A Pilot Evaluation of the Safety, Tolerability, Pharmacokinetics, and Effectiveness of Memantine in Pediatric Patients with Attention-Deficit/Hyperactivity Disorder Combined Type

Abstract

Disturbances in N-methyl-D-aspartate (NMDA) receptor activity may play a role in attention-deficit/hyperactivity disorder (ADHD). This study is a preliminary evaluation of the safety, pharmacokinetics, and effectiveness of the NMDA receptor antagonist memantine in pediatric ADHD. An open-label, dose-finding, 8-week, trial in outpatients 6-12 years old with ADHD combined type. Memantine oral solution (2 mg/mL) was titrated to 10 mg/day (n = 8) or 20 mg/day (n = 8). Safety data and blood samples for pharmacokinetic analyses were collected. The ADHD Rating Scale-IV (ADHD-IV) and Clinical Global Impression of Severity (CGI-S) scale measured the effectiveness of memantine.

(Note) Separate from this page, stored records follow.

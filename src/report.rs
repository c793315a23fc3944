//! Reporting and plot documents
//!
//! A comparison is rendered into a self-describing JSON plot document
//! (title, axis labels, limits, legend and styled series) that any plotting
//! front end can draw. Language and style are explicit configuration.

use std::fmt;
use std::fs;
use std::path::{Path, PathBuf};
use std::str::FromStr;

use log::{debug, error, info};
use serde::{Deserialize, Serialize};

use crate::error::{PlateError, PlateResult};
use crate::evaluate::SampledCurve;
use crate::materials::{EngineeringModuli, Topology};
use crate::math::{SPAN_INTERVAL, THICKNESS_INTERVAL};
use crate::response::Theory;
use crate::results::{BatchReport, Comparison, FieldKind, PlateReport};

/// Language of titles and legends
#[derive(Debug, Clone, Copy, PartialEq, Eq, Default, Serialize, Deserialize)]
pub enum Language {
    #[default]
    Russian,
    English,
}

impl FromStr for Language {
    type Err = PlateError;

    fn from_str(s: &str) -> PlateResult<Self> {
        match s.trim().to_ascii_lowercase().as_str() {
            "rus" | "ru" | "russian" => Ok(Language::Russian),
            "eng" | "en" | "english" => Ok(Language::English),
            _ => Err(PlateError::InvalidInput(format!(
                "unknown language '{s}' (expected 'rus' or 'eng')"
            ))),
        }
    }
}

pub type Rgb = [f64; 3];

/// Line, marker and font settings
#[derive(Debug, Clone, PartialEq, Serialize, Deserialize)]
#[serde(default)]
pub struct PlotStyle {
    pub line_width: f64,
    pub marker_size: f64,
    pub label_size: f64,
    pub title_size: f64,
    pub legend_size: f64,
    /// Pairs of (line, marker edge) colours per theory, then the reference colour
    pub colors: Vec<Rgb>,
    pub markers: Vec<String>,
    /// Marker period along a curve
    pub mark_period: usize,
    /// Marker offset between successive curves
    pub mark_offset: usize,
    /// Extra width of the dashed reference line
    pub reference_extra_width: f64,
}

impl Default for PlotStyle {
    fn default() -> Self {
        Self {
            line_width: 1.5,
            marker_size: 15.0,
            label_size: 25.0,
            title_size: 30.0,
            legend_size: 20.0,
            colors: vec![
                [0.93, 0.694, 0.0],
                [0.90, 0.514, 0.0],
                [0.301, 0.745, 0.933],
                [0.361, 0.405, 1.0],
                [0.0, 0.70, 0.0],
                [0.0, 0.45, 0.0],
                [0.494, 0.184, 0.556],
                [0.354, 0.184, 0.456],
                [1.0, 0.0, 0.0],
            ],
            markers: ["v", "^", "s", "o"].iter().map(|m| m.to_string()).collect(),
            mark_period: 80,
            mark_offset: 20,
            reference_extra_width: 2.0,
        }
    }
}

impl PlotStyle {
    fn color(&self, index: usize) -> Rgb {
        if self.colors.is_empty() {
            return [0.0, 0.0, 0.0];
        }
        self.colors[index % self.colors.len()]
    }

    fn reference_color(&self) -> Rgb {
        self.colors.last().copied().unwrap_or([1.0, 0.0, 0.0])
    }

    fn marker(&self, index: usize) -> Option<String> {
        if self.markers.is_empty() {
            return None;
        }
        Some(self.markers[index % self.markers.len()].clone())
    }
}

/// Rendering configuration passed to every render call
#[derive(Debug, Clone, PartialEq)]
pub struct RenderConfig {
    pub language: Language,
    pub output_dir: PathBuf,
    pub style: PlotStyle,
}

impl RenderConfig {
    pub fn new(language: Language, output_dir: impl Into<PathBuf>) -> Self {
        Self {
            language,
            output_dir: output_dir.into(),
            style: PlotStyle::default(),
        }
    }

    pub fn with_style(mut self, style: PlotStyle) -> Self {
        self.style = style;
        self
    }
}

/// Legend label of a theory curve
///
/// Kirchhoff-Love has no constitutive shear, so its σ13 slot holds the
/// equilibrium profile and is labelled as such.
pub fn legend_label(theory: Theory, kind: FieldKind, language: Language) -> &'static str {
    match (theory, language) {
        (Theory::KirchhoffLove, Language::Russian) if kind == FieldKind::Sigma13 => "Формула Журавского",
        (Theory::KirchhoffLove, Language::English) if kind == FieldKind::Sigma13 => "Zhuravsky formula",
        (Theory::KirchhoffLove, Language::Russian) => "Теория Кирхгофа-Лява",
        (Theory::KirchhoffLove, Language::English) => "Kirchhoff–Love theory",
        (Theory::ReissnerMindlin, Language::Russian) => "Теория Рейсснера",
        (Theory::ReissnerMindlin, Language::English) => "Reissner theory",
        (Theory::Reddy, Language::Russian) => "Теория 3-го порядка",
        (Theory::Reddy, Language::English) => "Third-order theory",
        (Theory::Asymptotic, Language::Russian) => "Асимптотическая теория",
        (Theory::Asymptotic, Language::English) => "Asymptotic theory",
    }
}

/// Legend label of the reference curve
pub fn reference_label(language: Language) -> &'static str {
    match language {
        Language::Russian => "МКЭ",
        Language::English => "FEM",
    }
}

fn component_symbol(kind: FieldKind) -> &'static str {
    match kind {
        FieldKind::Deflection => "$w(x)$",
        FieldKind::Sigma11 => "$\\sigma_{11}$",
        FieldKind::Sigma13 => "$\\sigma_{13}$",
        FieldKind::Sigma33 => "$\\sigma_{33}$",
    }
}

/// Plot title; stress titles name their section
pub fn title(kind: FieldKind, section: Option<f64>, language: Language) -> String {
    let symbol = component_symbol(kind);
    match (kind, language) {
        (FieldKind::Deflection, Language::Russian) => format!("Прогиб пластины {symbol}"),
        (FieldKind::Deflection, Language::English) => format!("Plate deflection {symbol}"),
        (_, Language::Russian) => format!(
            "Распределение компоненты {symbol} по толщине пластины в сечении $x = {}$",
            section.unwrap_or_default()
        ),
        (_, Language::English) => format!(
            "Distribution of the {symbol} component over the plate thickness in the section $x = {}$",
            section.unwrap_or_default()
        ),
    }
}

/// (x label, y label)
pub fn axis_labels(kind: FieldKind) -> (&'static str, &'static str) {
    match kind {
        FieldKind::Deflection => ("$x$", component_symbol(kind)),
        _ => ("$z$", component_symbol(kind)),
    }
}

/// Axis limits ((x_min, x_max), (y_min, y_max))
///
/// Deflection plots pin the top at zero; stress plots pad both ends by 5 %
/// and always include zero at the top.
pub fn axis_limits(comparison: &Comparison) -> ((f64, f64), (f64, f64)) {
    let (lo, hi) = comparison.value_range().unwrap_or((0.0, 0.0));
    match comparison.kind {
        FieldKind::Deflection => (SPAN_INTERVAL, (1.05 * lo, 0.0)),
        _ => (THICKNESS_INTERVAL, (1.05 * lo, 1.05 * hi.max(0.0))),
    }
}

/// One drawn line
#[derive(Debug, Clone, PartialEq, Serialize, Deserialize)]
pub struct PlotSeries {
    pub label: String,
    pub x: Vec<f64>,
    pub y: Vec<f64>,
    pub color: Rgb,
    pub line_width: f64,
    pub dashed: bool,
    pub marker: Option<String>,
    pub marker_edge_color: Option<Rgb>,
    /// (offset, period) of markers along the curve
    pub mark_every: Option<(usize, usize)>,
}

/// A complete plot, ready for a drawing front end
#[derive(Debug, Clone, PartialEq, Serialize, Deserialize)]
pub struct PlotDocument {
    pub title: String,
    pub x_label: String,
    pub y_label: String,
    pub x_limits: (f64, f64),
    pub y_limits: (f64, f64),
    pub title_size: f64,
    pub label_size: f64,
    pub legend_size: f64,
    pub marker_size: f64,
    pub series: Vec<PlotSeries>,
}

impl PlotDocument {
    /// Lay out a comparison: one styled series per theory, then the reference
    pub fn from_comparison(comparison: &Comparison, config: &RenderConfig) -> Self {
        let style = &config.style;
        let (x_label, y_label) = axis_labels(comparison.kind);
        let (x_limits, y_limits) = axis_limits(comparison);

        let mut series: Vec<PlotSeries> = comparison
            .curves
            .iter()
            .enumerate()
            .map(|(j, tc)| {
                series_from(
                    legend_label(tc.theory, comparison.kind, config.language),
                    &tc.curve,
                    style.color(2 * j),
                    style.line_width,
                    false,
                    style.marker(j),
                    Some(style.color(2 * j + 1)),
                    Some((style.mark_offset * j, style.mark_period)),
                )
            })
            .collect();

        if comparison.has_reference() {
            series.push(series_from(
                reference_label(config.language),
                &comparison.reference,
                style.reference_color(),
                style.line_width + style.reference_extra_width,
                true,
                None,
                None,
                None,
            ));
        }

        Self {
            title: title(comparison.kind, comparison.section, config.language),
            x_label: x_label.to_string(),
            y_label: y_label.to_string(),
            x_limits,
            y_limits,
            title_size: style.title_size,
            label_size: style.label_size,
            legend_size: style.legend_size,
            marker_size: style.marker_size,
            series,
        }
    }
}

#[allow(clippy::too_many_arguments)]
fn series_from(
    label: &str,
    curve: &SampledCurve,
    color: Rgb,
    line_width: f64,
    dashed: bool,
    marker: Option<String>,
    marker_edge_color: Option<Rgb>,
    mark_every: Option<(usize, usize)>,
) -> PlotSeries {
    PlotSeries {
        label: label.to_string(),
        x: curve.coordinates.iter().copied().collect(),
        y: curve.values.iter().copied().collect(),
        color,
        line_width,
        dashed,
        marker,
        marker_edge_color,
        mark_every,
    }
}

/// Write `{stem}.json` for a comparison into the output directory
pub fn render_comparison(comparison: &Comparison, config: &RenderConfig) -> PlateResult<PathBuf> {
    fs::create_dir_all(&config.output_dir)?;
    let document = PlotDocument::from_comparison(comparison, config);
    let path = config.output_dir.join(format!("{}.json", comparison.stem));
    fs::write(&path, serde_json::to_string_pretty(&document)?)?;
    debug!("wrote {}", path.display());
    Ok(path)
}

/// Render every comparison of a plate
pub fn render_report(report: &PlateReport, config: &RenderConfig) -> PlateResult<Vec<PathBuf>> {
    let paths = report
        .comparisons
        .iter()
        .map(|c| render_comparison(c, config))
        .collect::<PlateResult<Vec<_>>>()?;
    info!("{}: {} plot document(s) in {}", report.name, paths.len(), config.output_dir.display());
    Ok(paths)
}

/// Moduli listing headed by model and material name
pub struct ModuliReport<'a> {
    pub topology: Topology,
    pub name: &'a str,
    pub moduli: &'a EngineeringModuli,
}

impl fmt::Display for ModuliReport<'_> {
    fn fmt(&self, f: &mut fmt::Formatter<'_>) -> fmt::Result {
        writeln!(f, "Model: {}, materials: {}", self.topology, self.name)?;
        write!(f, "{}", self.moduli)
    }
}

/// Display name made safe for a single path component
fn file_stem(name: &str) -> String {
    name.chars()
        .map(|c| {
            if c.is_alphanumeric() || matches!(c, '-' | '_' | '.') {
                c
            } else {
                '_'
            }
        })
        .collect()
}

/// Save a full plate report as JSON
pub fn write_report(report: &PlateReport, dir: &Path) -> PlateResult<PathBuf> {
    fs::create_dir_all(dir)?;
    let path = dir.join(format!(
        "{}_{}_report.json",
        file_stem(&report.name),
        report.loading
    ));
    fs::write(&path, serde_json::to_string_pretty(report)?)?;
    Ok(path)
}

/// Render plot documents and the JSON report of every analyzed plate
///
/// A plate whose output cannot be written is logged and skipped; the
/// remaining plates are still published. Returns the number published.
pub fn publish_batch(batch: &BatchReport, config: &RenderConfig) -> usize {
    batch
        .reports
        .iter()
        .filter(|report| {
            match render_report(report, config)
                .and_then(|_| write_report(report, &config.output_dir))
            {
                Ok(_) => true,
                Err(e) => {
                    error!("{}: output not written: {}", report.name, e);
                    false
                }
            }
        })
        .count()
}
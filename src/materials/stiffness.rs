//! Reduced elastic stiffness of an orthotropic solid

use log::debug;
use serde::{Deserialize, Serialize};

use super::EngineeringModuli;
use crate::error::{PlateError, PlateResult};
use crate::math::DEGENERACY_TOLERANCE;

/// Stiffness components entering the through-thickness problem
#[derive(Debug, Clone, Copy, PartialEq, Serialize, Deserialize)]
pub struct StiffnessTensor {
    pub c1111: f64,
    pub c1133: f64,
    pub c3333: f64,
    pub c1313: f64,
    pub c3311: f64,
}

impl StiffnessTensor {
    /// Invert the orthotropic compliance in closed form
    ///
    /// All normal components share the denominator
    /// Δ = 1 - ν12ν21 - ν23ν32 - ν13ν31 - 2ν12ν23ν31, which must not vanish.
    pub fn from_moduli(m: &EngineeringModuli) -> PlateResult<Self> {
        let delta = m.inversion_denominator();
        if !delta.is_finite() || delta.abs() < DEGENERACY_TOLERANCE {
            return Err(PlateError::DegenerateStiffness(format!(
                "compliance inversion denominator is {delta:e}"
            )));
        }

        let nu31 = m.nu31();
        let nu32 = m.nu32();

        let c1111 = m.e1 * (1.0 - m.nu23 * nu32) / delta;
        let c3333 = m.e3 * (1.0 - m.nu12 * m.nu21) / delta;
        let c1133 = m.e3 * (m.nu13 + m.nu12 * m.nu23) / delta;

        debug!("stiffness: delta={delta:.6e} C1111={c1111:.6e} C1133={c1133:.6e} C3333={c3333:.6e}");

        Ok(Self {
            c1111,
            c1133,
            c3333,
            c1313: m.g13,
            c3311: c1133,
        })
    }

    /// Effective in-plane modulus C1111 - C1133·C3311 / C3333
    pub fn reduced_in_plane(&self) -> f64 {
        self.c1111 - self.c1133 * self.c3311 / self.c3333
    }
}

/// Build the reduced stiffness tensor from engineering moduli
pub fn stiffness(m: &EngineeringModuli) -> PlateResult<StiffnessTensor> {
    StiffnessTensor::from_moduli(m)
}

There were no discontinuations due to adverse events (AEs), serious AEs, deaths, or suicides. Most AEs were mild and occurred during the first week of treatment. The 20 mg/day memantine dose was associated with a higher rate of completion and larger mean improvement on the ADHD-IV and CGI-S than 10 mg/day memantine. Pharmacokinetic analyses suggest response to memantine may be dose-dependent beyond an initial threshold concentration. This pilot study suggests that a memantine dose of 20 mg/day may be a safe and possibly effective treatment for pediatric ADHD. Further investigations of memantine in ADHD appear to be warranted.